Everyone Is Crazy Except For Me: Earthbound Impressions

Earthbound was released on the Wii U’s virtual console this month. It was a victory for Earthbound fans: the game they loved, that had inspired a cult following, was finally getting the recognition it deserved. Nintendo was promoting this game, acknowledging its existence, and allowing gamers both old and new to try their hand at Earthbound.

I must here make a confession: though I have played Earthbound multiple times, I have never completed it. Hell, I can’t even say that I’ve gotten to getting Poo as a party member, if I’m thinking correctly. But now, I, along with a few of my peers at Pixels or Death, are vowing to finally finish this game, that is loved by so many.

And after playing this past week, I believe I’ve gotten to understand both why I never finished Earthbound, and why so many people love it.

When I first played Earthbound, I was about 13 years old. I was in a phase of rediscovery: Whereas I had been able to grow up playing games of the Nintendo 64, Gameboy Color, and Playstation era, I hadn’t even been born when the Super Nintendo was out. I had decided to go back and try the games that are now considered classics – to understand where my roots came from, so to speak. Chrono Trigger, A Link to the Past, Super Metroid, Final Fantasy VI – I was finally experience and understanding why these games were held to such high standards, and why they held up so well, even years after they were released.

Eventually, I came to learn of the cult-status that surrounded Earthbound. On the outset, it seemed interesting enough: A group of kids team up to save the world, but in a Modern Day setting, where swords and guns were replaced by baseball bats and yo-yos. Good enough for me! I sat down, booted the game up, and got to playing. I ended up being being sorely disappointed.

“What the heck?” 13 year old me said in disbelief. This is what people were so happy to play? I couldn’t believe it. At the time, I could only consider Earthbound to be a Dragon’s Quest clone. And the humor made absolutely no sense to me, either. I couldn’t understand where the hype for this game was coming from. Why was this game held to the same level of adoration and devotion as Mega Man X? The combat was okay, the inventory system was cumbersome, and the humor was too strange to be funny to me.

With a sigh, I shelved Earthbound, passing it off as a game that I just didn’t understand.

You and me both, dude.

You and me both, dude.

Well, 13 year old me turned out to be right about that part, at least. I didn’t understand why Earthbound was so loved. Now that I’m playing it again, I think I’m beginning to get where the charm lies. As I entered Twoson, and began to investigate the disappearance of a missing girl, a very clear thought struck me:

Earthbound is a game about seeing the world through a child’s eyes.

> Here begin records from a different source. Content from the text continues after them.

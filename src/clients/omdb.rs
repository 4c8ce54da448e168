use anyhow::Result;
use reqwest::Client;
use serde::Deserialize;
use std::sync::Arc;

use crate::constants::rate;
use crate::services::rate_limit::RequestGate;

const OMDB_API: &str = "https://www.omdbapi.com/";

#[derive(Debug, Deserialize)]
struct OmdbResponse {
    #[serde(rename = "Response")]
    response: String,
    #[serde(rename = "imdbRating")]
    imdb_rating: Option<String>,
    #[serde(rename = "imdbVotes")]
    imdb_votes: Option<String>,
    #[serde(rename = "Ratings")]
    ratings: Option<Vec<OmdbRatingEntry>>,
}

#[derive(Debug, Deserialize)]
struct OmdbRatingEntry {
    #[serde(rename = "Source")]
    source: String,
    #[serde(rename = "Value")]
    value: String,
}

/// Cross-source ratings resolved for one IMDb id.
#[derive(Debug, Clone)]
pub struct OmdbRating {
    pub imdb_rating: Option<f64>,
    pub imdb_votes: Option<i32>,
    pub rotten_tomatoes: Option<String>,
}

pub struct OmdbClient {
    client: Client,
    api_key: String,
    gate: Arc<RequestGate>,
}

impl OmdbClient {
    #[must_use]
    pub fn new(client: Client, api_key: String) -> Self {
        Self {
            client,
            api_key,
            gate: Arc::new(RequestGate::new("omdb", rate::OMDB_LIMIT, rate::OMDB_WINDOW)),
        }
    }

    /// Look up ratings by IMDb id. `Ok(None)` means OMDb knows nothing
    /// about the title; "N/A" fields are treated as absent.
    pub async fn get_by_imdb_id(&self, imdb_id: &str) -> Result<Option<OmdbRating>> {
        self.gate.acquire().await;

        let response = self
            .client
            .get(OMDB_API)
            .query(&[("i", imdb_id), ("apikey", self.api_key.as_str())])
            .send()
            .await
            .map_err(|e| anyhow::anyhow!(super::redact(&e.to_string(), &self.api_key)))?;

        if !response.status().is_success() {
            let status = response.status();
            return Err(anyhow::anyhow!("OMDb API error: {status}"));
        }

        let body: OmdbResponse = response.json().await?;
        if !body.response.eq_ignore_ascii_case("true") {
            return Ok(None);
        }

        let rotten_tomatoes = body.ratings.and_then(|entries| {
            entries
                .into_iter()
                .find(|r| r.source == "Rotten Tomatoes")
                .map(|r| r.value)
        });

        Ok(Some(OmdbRating {
            imdb_rating: parse_rating(body.imdb_rating.as_deref()),
            imdb_votes: parse_votes(body.imdb_votes.as_deref()),
            rotten_tomatoes,
        }))
    }
}

fn parse_rating(raw: Option<&str>) -> Option<f64> {
    raw.filter(|v| *v != "N/A").and_then(|v| v.parse().ok())
}

fn parse_votes(raw: Option<&str>) -> Option<i32> {
    raw.filter(|v| *v != "N/A")
        .and_then(|v| v.replace(',', "").parse().ok())
}

#[cfg(test)]
mod tests {
    use super::*;

    #[test]
    fn parses_ratings_and_comma_grouped_votes() {
        assert_eq!(parse_rating(Some("8.6")), Some(8.6));
        assert_eq!(parse_votes(Some("1,234,567")), Some(1_234_567));
    }

    #[test]
    fn not_available_fields_are_absent() {
        assert_eq!(parse_rating(Some("N/A")), None);
        assert_eq!(parse_votes(Some("N/A")), None);
        assert_eq!(parse_rating(None), None);
    }
}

As I realized this point, I began to see it everywhere, from game design to plot. Whereas younger me found the fact that money was always short in this game to be a nuisance, older me recognized that a 13 year old was going to have a hard time scrounging up cash while saving the world (even though Ness’s dad seems to have an endless supply of money that he’s intent on not sharing in one go). I hated the fact that there were so few slots in my inventory, but realistically, how much could I really put in that yellow backpack of mine.

Beyond that, the dialogue in Earthbound further demonstrates that child-like view taken throughout the game. A Police Officer scolds Ness about this and that. Eventually, the text that scrolls down is simply “blah blah blah…” The droning, boring voice putting a kid who just wants to get on his way to sleep.

The adults are generally idiots, too. Police officers that don’t know what they’re doing (or aren’t doing anything at all), hippies that bum about in the streets, annoying old party men – more than any other game, Earthbound emphasizes why a boy is needed to save the world. An adult isn’t fit to do the job. Or any job, really, as I thought in disbelief while speaking to two parents who seemed oblivious to the fact that their daughter had been kidnapped. Hell, even Ness’s mom seems to have forgotten about the basics of child-rearing, which include not letting your child go on a crazy adventure to fight aliens!

This thing is only just getting started.

This thing is only just getting started.

In both gameplay and story, Earthbound is a game about what it was like to be a kid. The joy of exploring your own backyard, and using only your imagination and what you have at your disposal to have an adventure. And though I’m not old enough to fully understand the nostalgia that wraps up the older gamers who play it, I think that, with each playthrough of Earthbound, as I get older and older, it will come to mean more to me.